In his Sand County Almanac, Aldo Leopold called November “the month for the axe. …In winter, when we are harvesting diseased or dead trees for our fuel wood, the ring of the axe is dinner gong for the chickadee tribe… Every slab of dead bark is, to them, a treasury of eggs, larvae, and cocoons.”
Dead trees are treasure troves for woodpeckers too, and in the bird world they wield the ax. Though the leaves have fallen the weather is still warm, the larvae are still active inside the bark, and the woodpeckers can hear them.
This weekend I found a pileated woodpecker excavating a dead tree in Schenley Park. Among birds, the pileated’s beak is about as close as you can come to an ax. The bird itself is the size of a crow with a beak 1.5 to 2 inches long. That may sound small but his beak hits the wood at 13-15 miles per hour so the woodpecker experiences 10G’s of force at each blow.

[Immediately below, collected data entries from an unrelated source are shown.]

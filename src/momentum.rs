// src/momentum.rs
//! # Momentum Detector
//! Compares the recent half of each signal group against its baseline half and
//! tags every member with the group's growth, trend and momentum flag.
//!
//! Groups are keyed by `(source_type, metric, metadata.category)`. Within a group
//! the series is sorted chronologically and split at `len / 2`; the second half
//! (midpoint included) is "recent". Growth is the percentage change between the
//! arithmetic means of the two halves.

use serde::{Deserialize, Serialize};
use std::collections::HashMap;

use crate::signal::{Signal, SourceType, Trend};

/// Growth within +/- this band counts as flat.
pub const FLAT_BAND_PCT: f64 = 5.0;
/// Growth at or above `threshold * ACCELERATION_FACTOR` is "accelerating".
pub const ACCELERATION_FACTOR: f64 = 1.5;

type GroupKey = (SourceType, String, Option<String>);

#[derive(Debug, Clone, Copy)]
pub struct MomentumDetector {
    threshold_pct: f64,
    window_days: u32,
}

/// Aggregate view over already tagged signals.
#[derive(Debug, Clone, Copy, Default, PartialEq, Serialize, Deserialize)]
pub struct MomentumSummary {
    pub count: usize,
    pub avg_momentum: f64,
    pub max_momentum: f64,
    pub signals_with_momentum: usize,
    pub momentum_rate: f64,
}

impl MomentumDetector {
    pub fn new(threshold_pct: f64, window_days: u32) -> Self {
        Self {
            threshold_pct,
            window_days,
        }
    }

    pub fn threshold_pct(&self) -> f64 {
        self.threshold_pct
    }

    /// Informational; the split is driven by the signals' own timestamps.
    pub fn window_days(&self) -> u32 {
        self.window_days
    }

    /// Tag every signal in place. Returns how many signals carry momentum.
    pub fn detect(&self, signals: &mut [Signal]) -> usize {
        let mut groups: HashMap<GroupKey, Vec<usize>> = HashMap::new();
        for (i, s) in signals.iter().enumerate() {
            let key = (
                s.source_type.clone(),
                s.metric.clone(),
                s.category().map(str::to_string),
            );
            groups.entry(key).or_default().push(i);
        }

        for idxs in groups.values_mut() {
            self.tag_group(signals, idxs);
        }

        let flagged = signals.iter().filter(|s| s.has_momentum).count();
        tracing::debug!(
            target: "pipeline",
            groups = groups.len(),
            flagged,
            threshold_pct = self.threshold_pct,
            "momentum detected"
        );
        flagged
    }

    fn tag_group(&self, signals: &mut [Signal], idxs: &mut [usize]) {
        if idxs.len() < 2 {
            for &i in idxs.iter() {
                let s = &mut signals[i];
                s.momentum_score = Some(0.0);
                s.has_momentum = false;
                s.trend = Some(Trend::InsufficientData);
                s.is_recent = None;
            }
            return;
        }

        // stable: equal timestamps keep their batch order
        idxs.sort_by_key(|&i| signals[i].timestamp);
        let mid = idxs.len() / 2;
        let (baseline, recent) = idxs.split_at(mid);

        let baseline_mean = mean(baseline.iter().map(|&i| signals[i].value));
        let recent_mean = mean(recent.iter().map(|&i| signals[i].value));
        let growth = growth_pct(baseline_mean, recent_mean);
        let trend = self.classify(growth);
        let has_momentum = self.has_momentum(growth);

        for (pos, &i) in idxs.iter().enumerate() {
            let s = &mut signals[i];
            s.momentum_score = Some(growth);
            s.has_momentum = has_momentum;
            s.trend = Some(trend);
            s.is_recent = Some(pos >= mid);
        }
    }

    /// Trend label for a growth percentage, checked top-down.
    pub fn classify(&self, growth_pct: f64) -> Trend {
        if growth_pct >= self.threshold_pct * ACCELERATION_FACTOR {
            Trend::Accelerating
        } else if growth_pct >= self.threshold_pct {
            Trend::StrongGrowth
        } else if growth_pct > FLAT_BAND_PCT {
            Trend::Growing
        } else if growth_pct > -FLAT_BAND_PCT {
            Trend::Flat
        } else if growth_pct > -self.threshold_pct {
            Trend::Declining
        } else {
            Trend::SharpDecline
        }
    }

    /// Momentum only exists for positive growth at or above the threshold.
    pub fn has_momentum(&self, growth_pct: f64) -> bool {
        growth_pct >= self.threshold_pct && growth_pct > 0.0
    }

    /// Summary over tagged signals, optionally restricted to one source type.
    pub fn aggregate(signals: &[Signal], source_type: Option<&SourceType>) -> MomentumSummary {
        let selected: Vec<&Signal> = signals
            .iter()
            .filter(|s| source_type.map_or(true, |t| &s.source_type == t))
            .collect();
        if selected.is_empty() {
            return MomentumSummary::default();
        }

        let scores: Vec<f64> = selected.iter().filter_map(|s| s.momentum_score).collect();
        let with_momentum = selected.iter().filter(|s| s.has_momentum).count();
        let max_momentum = if scores.is_empty() {
            0.0
        } else {
            scores.iter().copied().fold(f64::NEG_INFINITY, f64::max)
        };

        MomentumSummary {
            count: selected.len(),
            avg_momentum: mean(scores.iter().copied()),
            max_momentum,
            signals_with_momentum: with_momentum,
            momentum_rate: with_momentum as f64 / selected.len() as f64,
        }
    }
}

/// Percentage change from `baseline` to `recent`; a zero baseline yields 0.0.
pub fn growth_pct(baseline: f64, recent: f64) -> f64 {
    if baseline == 0.0 {
        0.0
    } else {
        (recent - baseline) / baseline * 100.0
    }
}

pub(crate) fn mean(values: impl Iterator<Item = f64>) -> f64 {
    let (sum, n) = values.fold((0.0, 0usize), |(s, n), x| (s + x, n + 1));
    if n == 0 {
        0.0
    } else {
        sum / n as f64
    }
}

It would kill you or me to slam our heads against trees but the woodpecker’s head is designed for the work. His neck absorbs the impact and his brain is cushioned by a network of flexible cartilage and spongy air-filled bone. His tongue is very long for probing the openings he creates — so long that it retracts inside to the back of his skull. It’s the right equipment for chopping trees.
Keep a lookout this month for pileated woodpeckers. November is the month for the ax.